Ici, on retrouve l’âme du romancier bien plus que celle du journaliste ou de l’universitaire qui regarde, analyse et rapporte. Comme l’ont fait avant lui Stendhal, Loti et Maupassant, Philippe Vilain sent les lieux. Il nous fait partager ici tout son amour pour Naples, ville souvent mal-aimée à cause des craintes engendrées par la Camorra et le Vésuve. À l’opposé, il met en exergue le fait que Naples demeure une ville de tolérance, «une singulière terre d’accueil où il n’y a jamais eu de ghetto: où les Juifs, persécutés en Espagne, venaient se réfugier pendant l’Inquisition qui n’a jamais pu entrer dans ses murs (…); où les femminielli – ces hommes devenus femmes, ces migrants du troisième sexe, hermaphrodites blondasses et lipeuses aux poitrines généreuses souvent – ont été adoptés dans les quartiers populaires».
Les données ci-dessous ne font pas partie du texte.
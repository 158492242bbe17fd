use anyhow::{Context, Result};
use chrono::{DateTime, Utc};
use rusqlite::{params, params_from_iter, types::Value, OptionalExtension, Row};
use uuid::Uuid;

use crate::{
    db::{
        connection::Database,
        helpers::{format_timestamp, parse_datetime, parse_session_type, to_i64, to_u64},
        models::{FocusSessionFilter, ProjectTotal, StoredFocusSession},
    },
    timer::FocusSessionRecord,
};

const SESSION_COLUMNS: &str = "id, project_id, task_id, started_at, ended_at, duration_sec, \
                               session_type, pomodoro_cycles, created_at";

fn row_to_session(row: &Row) -> Result<StoredFocusSession> {
    let started_at: String = row.get("started_at")?;
    let ended_at: String = row.get("ended_at")?;
    let created_at: String = row.get("created_at")?;
    let duration_sec: i64 = row.get("duration_sec")?;
    let session_type: String = row.get("session_type")?;
    let pomodoro_cycles: Option<i64> = row.get("pomodoro_cycles")?;

    Ok(StoredFocusSession {
        id: row.get("id")?,
        record: FocusSessionRecord {
            project_id: row.get("project_id")?,
            task_id: row.get("task_id")?,
            start: parse_datetime(&started_at, "started_at")?,
            end: parse_datetime(&ended_at, "ended_at")?,
            duration_sec: to_u64(duration_sec, "duration_sec")?,
            session_type: parse_session_type(&session_type)?,
            pomodoro_cycles: pomodoro_cycles
                .map(|c| u32::try_from(c).context("pomodoro_cycles out of range"))
                .transpose()?,
        },
        created_at: parse_datetime(&created_at, "created_at")?,
    })
}

/// WHERE clause and bound values for a filter.
fn filter_clause(filter: &FocusSessionFilter) -> (String, Vec<Value>) {
    let mut conditions = Vec::new();
    let mut values = Vec::new();

    if let Some(project_id) = &filter.project_id {
        conditions.push("project_id = ?");
        values.push(Value::Text(project_id.clone()));
    }
    if let Some(from) = &filter.from {
        conditions.push("started_at >= ?");
        values.push(Value::Text(format_timestamp(from)));
    }
    if let Some(to) = &filter.to {
        conditions.push("started_at < ?");
        values.push(Value::Text(format_timestamp(to)));
    }

    let clause = if conditions.is_empty() {
        String::new()
    } else {
        format!("WHERE {}", conditions.join(" AND "))
    };
    (clause, values)
}

impl Database {
    pub async fn insert_focus_session(
        &self,
        record: &FocusSessionRecord,
    ) -> Result<StoredFocusSession> {
        let stored = StoredFocusSession {
            id: Uuid::new_v4().to_string(),
            record: record.clone(),
            created_at: Utc::now(),
        };
        let row = stored.clone();
        self.execute(move |conn| {
            conn.execute(
                "INSERT INTO focus_sessions (id, project_id, task_id, started_at, ended_at, duration_sec, session_type, pomodoro_cycles, created_at)
                 VALUES (?1, ?2, ?3, ?4, ?5, ?6, ?7, ?8, ?9)",
                params![
                    row.id,
                    row.record.project_id,
                    row.record.task_id,
                    format_timestamp(&row.record.start),
                    format_timestamp(&row.record.end),
                    to_i64(row.record.duration_sec)?,
                    row.record.session_type.as_str(),
                    row.record.pomodoro_cycles,
                    format_timestamp(&row.created_at),
                ],
            )
            .with_context(|| "failed to insert focus session")?;
            Ok(())
        })
        .await?;
        Ok(stored)
    }

    pub async fn get_focus_session(&self, id: &str) -> Result<Option<StoredFocusSession>> {
        let id = id.to_string();
        self.execute(move |conn| {
            let sql = format!("SELECT {SESSION_COLUMNS} FROM focus_sessions WHERE id = ?1");
            let session = conn
                .query_row(&sql, params![id], |row| Ok(row_to_session(row)))
                .optional()?
                .transpose()?;
            Ok(session)
        })
        .await
    }

    pub async fn list_focus_sessions(
        &self,
        filter: FocusSessionFilter,
    ) -> Result<Vec<StoredFocusSession>> {
        self.execute(move |conn| {
            let (clause, mut values) = filter_clause(&filter);
            let limit = filter.limit.map(|l| l as i64).unwrap_or(-1);
            values.push(Value::Integer(limit));
            values.push(Value::Integer(filter.offset as i64));

            let sql = format!(
                "SELECT {SESSION_COLUMNS} FROM focus_sessions {clause}
                 ORDER BY started_at DESC
                 LIMIT ? OFFSET ?"
            );
            let mut stmt = conn.prepare(&sql)?;
            let mut rows = stmt.query(params_from_iter(values))?;
            let mut sessions = Vec::new();
            while let Some(row) = rows.next()? {
                sessions.push(row_to_session(row)?);
            }
            Ok(sessions)
        })
        .await
    }

    /// Focused seconds per project for sessions starting in `[from, to)`,
    /// largest first.
    pub async fn project_totals(
        &self,
        from: DateTime<Utc>,
        to: DateTime<Utc>,
    ) -> Result<Vec<ProjectTotal>> {
        self.execute(move |conn| {
            let mut stmt = conn.prepare(
                "SELECT project_id, SUM(duration_sec), COUNT(*)
                 FROM focus_sessions
                 WHERE started_at >= ?1 AND started_at < ?2
                 GROUP BY project_id
                 ORDER BY SUM(duration_sec) DESC, project_id ASC",
            )?;

            let mut rows = stmt.query(params![format_timestamp(&from), format_timestamp(&to)])?;
            let mut totals = Vec::new();
            while let Some(row) = rows.next()? {
                let total: i64 = row.get(1)?;
                let count: i64 = row.get(2)?;
                totals.push(ProjectTotal {
                    project_id: row.get(0)?,
                    total_sec: to_u64(total, "total_sec")?,
                    session_count: u32::try_from(count).context("session count out of range")?,
                });
            }
            Ok(totals)
        })
        .await
    }

    /// Returns whether a row was removed.
    pub async fn delete_focus_session(&self, id: &str) -> Result<bool> {
        let id = id.to_string();
        self.execute(move |conn| {
            let rows_affected =
                conn.execute("DELETE FROM focus_sessions WHERE id = ?1", params![id])?;
            Ok(rows_affected > 0)
        })
        .await
    }
}
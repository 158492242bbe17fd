use std::sync::Arc;

use log::warn;
use tokio::{
    sync::{broadcast, Mutex},
    task::JoinHandle,
    time::{self, Duration, MissedTickBehavior},
};

use crate::sync::{ChangeNotifier, NotifyingSnapshotStore, SurfaceId};

use super::{
    events::TimerEvent,
    machine::{TickOutcome, TimerMachine},
    ports::{SessionSink, SettingsProvider, SnapshotStore},
    state::{FocusSessionRecord, SessionType, TimerPhase, TimerSnapshot, TimerStatus},
};

const TICK_INTERVAL: Duration = Duration::from_secs(1);

const ENABLE_LOGS: bool = true;

use crate::{log_debug, log_info};

/// One surface's handle on the shared timer: owns a [`TimerMachine`], drives
/// it once per second while running, and reloads it whenever another
/// surface writes the shared snapshot.
#[derive(Clone)]
pub struct TimerController {
    surface: SurfaceId,
    machine: Arc<Mutex<TimerMachine>>,
    ticker: Arc<Mutex<Option<JoinHandle<()>>>>,
    reconciler: Arc<Mutex<Option<JoinHandle<()>>>>,
    events: broadcast::Sender<TimerEvent>,
}

impl TimerController {
    pub fn new(
        surface: SurfaceId,
        machine: TimerMachine,
        events: broadcast::Sender<TimerEvent>,
    ) -> Self {
        Self {
            surface,
            machine: Arc::new(Mutex::new(machine)),
            ticker: Arc::new(Mutex::new(None)),
            reconciler: Arc::new(Mutex::new(None)),
            events,
        }
    }

    /// Wire up a surface over a shared store: writes are announced through
    /// `notifier`, and announcements from other surfaces trigger a reload.
    pub async fn for_surface(
        settings: Arc<dyn SettingsProvider>,
        shared_store: Arc<dyn SnapshotStore>,
        sink: Arc<dyn SessionSink>,
        notifier: Arc<dyn ChangeNotifier>,
        events: broadcast::Sender<TimerEvent>,
    ) -> Self {
        let surface = SurfaceId::new();
        let store = NotifyingSnapshotStore::new(shared_store, notifier.clone(), surface);
        let machine = TimerMachine::new(settings, Arc::new(store), sink);
        let controller = Self::new(surface, machine, events);
        controller.attach(notifier.as_ref()).await;
        controller
    }

    pub fn surface_id(&self) -> SurfaceId {
        self.surface
    }

    pub fn subscribe(&self) -> broadcast::Receiver<TimerEvent> {
        self.events.subscribe()
    }

    pub async fn snapshot(&self) -> TimerSnapshot {
        self.machine.lock().await.snapshot().clone()
    }

    pub async fn status(&self) -> TimerStatus {
        self.machine.lock().await.status()
    }

    pub async fn start_timer(
        &self,
        session_type: SessionType,
        project_id: String,
        task_id: Option<String>,
    ) -> TimerSnapshot {
        self.apply(|m| m.start_timer(session_type, project_id, task_id))
            .await
            .1
    }

    pub async fn switch_task(
        &self,
        project_id: String,
        task_id: Option<String>,
    ) -> Option<FocusSessionRecord> {
        self.apply(|m| m.switch_task(project_id, task_id)).await.0
    }

    pub async fn pause_timer(&self) -> TimerSnapshot {
        self.apply(|m| m.pause_timer()).await.1
    }

    pub async fn resume_timer(&self) -> TimerSnapshot {
        self.apply(|m| m.resume_timer()).await.1
    }

    pub async fn stop_timer(&self) -> Option<FocusSessionRecord> {
        self.apply(|m| m.stop_timer()).await.0
    }

    pub async fn reset_timer(&self) -> TimerSnapshot {
        self.apply(|m| m.reset_timer()).await.1
    }

    pub async fn next_phase(&self) -> TimerSnapshot {
        self.apply(|m| m.next_phase()).await.1
    }

    /// Call when the surface becomes active.
    pub async fn mount(&self) -> TimerStatus {
        let (status, _) = self.apply(|m| m.restore_state()).await;
        log_info!("Surface {} mounted with timer {:?}", self.surface, status);
        status
    }

    pub async fn reconcile(&self) -> TimerStatus {
        self.apply(|m| m.reconcile()).await.0
    }

    /// Listen for snapshot changes made elsewhere.
    pub async fn attach(&self, notifier: &dyn ChangeNotifier) {
        let mut rx = notifier.subscribe();
        let this = self.clone();
        let handle = tokio::spawn(async move {
            loop {
                match rx.recv().await {
                    Ok(change) if change.concerns(this.surface) => {
                        log_debug!("Surface {} reconciling after external write", this.surface);
                        this.reconcile().await;
                    }
                    Ok(_) => {}
                    Err(broadcast::error::RecvError::Lagged(skipped)) => {
                        warn!("Surface {} missed {skipped} snapshot notices", this.surface);
                        this.reconcile().await;
                    }
                    Err(broadcast::error::RecvError::Closed) => break,
                }
            }
        });

        if let Some(previous) = self.reconciler.lock().await.replace(handle) {
            previous.abort();
        }
    }

    /// Stop background tasks and wait for them to go away. State is left as
    /// persisted.
    pub async fn shutdown(&self) {
        let handles = [
            self.ticker.lock().await.take(),
            self.reconciler.lock().await.take(),
        ];
        for handle in handles.into_iter().flatten() {
            handle.abort();
            let _ = handle.await;
        }
    }

    async fn apply<R>(&self, op: impl FnOnce(&mut TimerMachine) -> R) -> (R, TimerSnapshot) {
        let (result, was_running, snapshot) = {
            let mut machine = self.machine.lock().await;
            let was_running = machine.snapshot().is_running;
            let result = op(&mut machine);
            (result, was_running, machine.snapshot().clone())
        };

        // The ticker exits by itself once it sees the timer stopped, so a
        // transition into running always needs a fresh one.
        if !snapshot.is_running {
            self.cancel_ticker().await;
        } else if !was_running || !self.ticker_alive().await {
            self.spawn_ticker().await;
        }

        let _ = self.events.send(TimerEvent::state_changed(snapshot.clone()));
        (result, snapshot)
    }

    async fn ticker_alive(&self) -> bool {
        self.ticker
            .lock()
            .await
            .as_ref()
            .map(|handle| !handle.is_finished())
            .unwrap_or(false)
    }

    async fn spawn_ticker(&self) {
        let mut ticker_guard = self.ticker.lock().await;
        if let Some(handle) = ticker_guard.take() {
            handle.abort();
        }

        let machine = self.machine.clone();
        let events = self.events.clone();

        let handle = tokio::spawn(async move {
            let mut interval =
                time::interval_at(time::Instant::now() + TICK_INTERVAL, TICK_INTERVAL);
            interval.set_missed_tick_behavior(MissedTickBehavior::Delay);
            loop {
                interval.tick().await;

                let (outcome, snapshot, chime) = {
                    let mut guard = machine.lock().await;
                    let outcome = guard.tick();
                    let chime = match outcome {
                        TickOutcome::PhaseCompleted { .. } | TickOutcome::Stopped { .. } => {
                            guard.settings().sound_on
                        }
                        _ => false,
                    };
                    (outcome, guard.snapshot().clone(), chime)
                };

                match outcome {
                    TickOutcome::Skipped => {
                        if !snapshot.is_running {
                            break;
                        }
                    }
                    TickOutcome::Counted => {
                        let _ = events.send(TimerEvent::state_changed(snapshot));
                    }
                    TickOutcome::PhaseCompleted { finished, next, .. } => {
                        let _ = events.send(TimerEvent::PhaseCompleted {
                            finished,
                            next,
                            chime,
                        });
                        let running = snapshot.is_running;
                        let _ = events.send(TimerEvent::state_changed(snapshot));
                        if !running {
                            break;
                        }
                    }
                    TickOutcome::Stopped { .. } => {
                        let _ = events.send(TimerEvent::PhaseCompleted {
                            finished: TimerPhase::Manual,
                            next: None,
                            chime,
                        });
                        let _ = events.send(TimerEvent::state_changed(snapshot));
                        break;
                    }
                }
            }
        });

        *ticker_guard = Some(handle);
    }

    async fn cancel_ticker(&self) {
        if let Some(handle) = self.ticker.lock().await.take() {
            handle.abort();
        }
    }
}
//! Persisted focus-time records.

use chrono::{DateTime, Utc};
use serde::{Deserialize, Serialize};

use crate::timer::FocusSessionRecord;

/// A [`FocusSessionRecord`] once the store has accepted it.
#[derive(Debug, Clone, Serialize, Deserialize, PartialEq, Eq)]
#[serde(rename_all = "camelCase")]
pub struct StoredFocusSession {
    pub id: String,
    #[serde(flatten)]
    pub record: FocusSessionRecord,
    pub created_at: DateTime<Utc>,
}

/// Time per project over some window, for summaries.
#[derive(Debug, Clone, Serialize, Deserialize, PartialEq, Eq)]
#[serde(rename_all = "camelCase")]
pub struct ProjectTotal {
    pub project_id: String,
    pub total_sec: u64,
    pub session_count: u32,
}

/// Narrows a session listing. Empty filter means everything, newest first.
#[derive(Debug, Clone, Default)]
pub struct FocusSessionFilter {
    pub project_id: Option<String>,
    /// Inclusive lower bound on session start.
    pub from: Option<DateTime<Utc>>,
    /// Exclusive upper bound on session start.
    pub to: Option<DateTime<Utc>>,
    pub limit: Option<usize>,
    pub offset: usize,
}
«On ne vient pas à Naples pour réussir socialement ou devenir un petit-maître du capitalisme.»

Philippe Vilain

Il emploie aussi cette belle phrase, toute empreinte de raison et de portée politique: «On ne vient pas à Naples pour réussir socialement ou devenir un petit-maître du capitalisme, mais, de façon bien plus ambitieuse et plus sage, pour apprendre le métier de vivre que professe la philosophie grecque.»

Il loue également le côté débrouillard du peuple napolitain qui «vit avec fatalisme dans une précarité spectaculaire, il ne geint ni ne chôme pas, il jouit de son infortune tout en se débrouillant, en rendant des services, parfois de manière illégale, pour gagner son pain et nourrir son orgueil.»

C’est un beau et juste portrait de Naples que nous donne à lire Philippe Vilain. On n’en attendait pas moins de ce grand écrivain.

PHILIPPE LACOCHE

Mille couleurs de Naples, Philippe Vilain; éd. Stilus; coll. Belle Plume; 102 p.; 16 €.